=== THE DATA ===

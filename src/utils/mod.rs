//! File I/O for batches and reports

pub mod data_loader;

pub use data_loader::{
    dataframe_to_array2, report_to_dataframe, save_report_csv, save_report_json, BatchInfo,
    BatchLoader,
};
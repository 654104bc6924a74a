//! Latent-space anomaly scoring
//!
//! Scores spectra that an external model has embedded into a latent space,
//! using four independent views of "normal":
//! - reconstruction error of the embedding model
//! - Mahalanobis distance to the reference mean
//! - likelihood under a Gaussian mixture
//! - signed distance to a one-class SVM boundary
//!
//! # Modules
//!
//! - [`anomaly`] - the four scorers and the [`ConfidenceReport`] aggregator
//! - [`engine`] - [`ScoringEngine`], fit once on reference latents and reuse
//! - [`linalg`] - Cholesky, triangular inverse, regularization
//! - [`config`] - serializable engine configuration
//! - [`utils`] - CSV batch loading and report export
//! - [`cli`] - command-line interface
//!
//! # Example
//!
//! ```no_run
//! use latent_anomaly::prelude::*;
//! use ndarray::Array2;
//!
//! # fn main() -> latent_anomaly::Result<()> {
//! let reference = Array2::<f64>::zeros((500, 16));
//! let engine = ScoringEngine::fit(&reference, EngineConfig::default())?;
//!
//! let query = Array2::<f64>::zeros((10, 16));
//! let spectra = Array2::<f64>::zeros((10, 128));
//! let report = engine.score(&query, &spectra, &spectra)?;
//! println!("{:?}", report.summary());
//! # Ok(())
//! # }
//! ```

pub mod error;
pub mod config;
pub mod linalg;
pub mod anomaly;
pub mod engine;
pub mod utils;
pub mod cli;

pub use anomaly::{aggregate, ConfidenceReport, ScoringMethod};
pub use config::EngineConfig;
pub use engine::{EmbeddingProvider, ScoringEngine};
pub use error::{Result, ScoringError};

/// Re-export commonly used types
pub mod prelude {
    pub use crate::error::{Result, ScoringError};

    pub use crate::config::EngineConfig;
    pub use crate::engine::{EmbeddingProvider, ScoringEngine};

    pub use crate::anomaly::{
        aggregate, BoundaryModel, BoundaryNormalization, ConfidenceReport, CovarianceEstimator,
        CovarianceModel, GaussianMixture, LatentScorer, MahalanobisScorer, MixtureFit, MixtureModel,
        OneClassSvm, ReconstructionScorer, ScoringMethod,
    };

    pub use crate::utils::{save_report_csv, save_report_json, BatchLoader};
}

===

YOUR INSTRUCTIONS:
Transcribe every record above exactly.

WRITTEN RESPONSE:
filename src/utils/mod.rs
//! File I/O for batches and reports

pub mod data_loader;

pub use data_loader::{
    dataframe_to_array2, report_to_dataframe, save_report_csv, save_report_json, BatchInfo,
    BatchLoader,
};
repository 654104bc6924a74a
//! Latent-space anomaly scoring
//!
//! Scores spectra that an external model has embedded into a latent space,
//! using four independent views of "normal":
//! - reconstruction error of the embedding model
//! - Mahalanobis distance to the reference mean
//! - likelihood under a Gaussian mixture
//! - signed distance to a one-class SVM boundary
//!
//! # Modules
//!
//! - [`anomaly`] - the four scorers and the [`ConfidenceReport`] aggregator
//! - [`engine`] - [`ScoringEngine`], fit once on reference latents and reuse
//! - [`linalg`] - Cholesky, triangular inverse, regularization
//! - [`config`] - serializable engine configuration
//! - [`utils`] - CSV batch loading and report export
//! - [`cli`] - command-line interface
//!
//! # Example
//!
//! ```no_run
//! use latent_anomaly::prelude::*;
//! use ndarray::Array2;
//!
//! # fn main() -> latent_anomaly::Result<()> {
//! let reference = Array2::<f64>::zeros((500, 16));
//! let engine = ScoringEngine::fit(&reference, EngineConfig::default())?;
//!
//! let query = Array2::<f64>::zeros((10, 16));
//! let spectra = Array2::<f64>::zeros((10, 128));
//! let report = engine.score(&query, &spectra, &spectra)?;
//! println!("{:?}", report.summary());
//! # Ok(())
//! # }
//! ```

pub mod error;
pub mod config;
pub mod linalg;
pub mod anomaly;
pub mod engine;
pub mod utils;
pub mod cli;

pub use anomaly::{aggregate, ConfidenceReport, ScoringMethod};
pub use config::EngineConfig;
pub use engine::{EmbeddingProvider, ScoringEngine};
pub use error::{Result, ScoringError};

/// Re-export commonly used types
pub mod prelude {
    pub use crate::error::{Result, ScoringError};

    pub use crate::config::EngineConfig;
    pub use crate::engine::{EmbeddingProvider, ScoringEngine};

    pub use crate::anomaly::{
        aggregate, BoundaryModel, BoundaryNormalization, ConfidenceReport, CovarianceEstimator,
        CovarianceModel, GaussianMixture, LatentScorer, MahalanobisScorer, MixtureFit, MixtureModel,
        OneClassSvm, ReconstructionScorer, ScoringMethod,
    };

    pub use crate::utils::{save_report_csv, save_report_json, BatchLoader};
}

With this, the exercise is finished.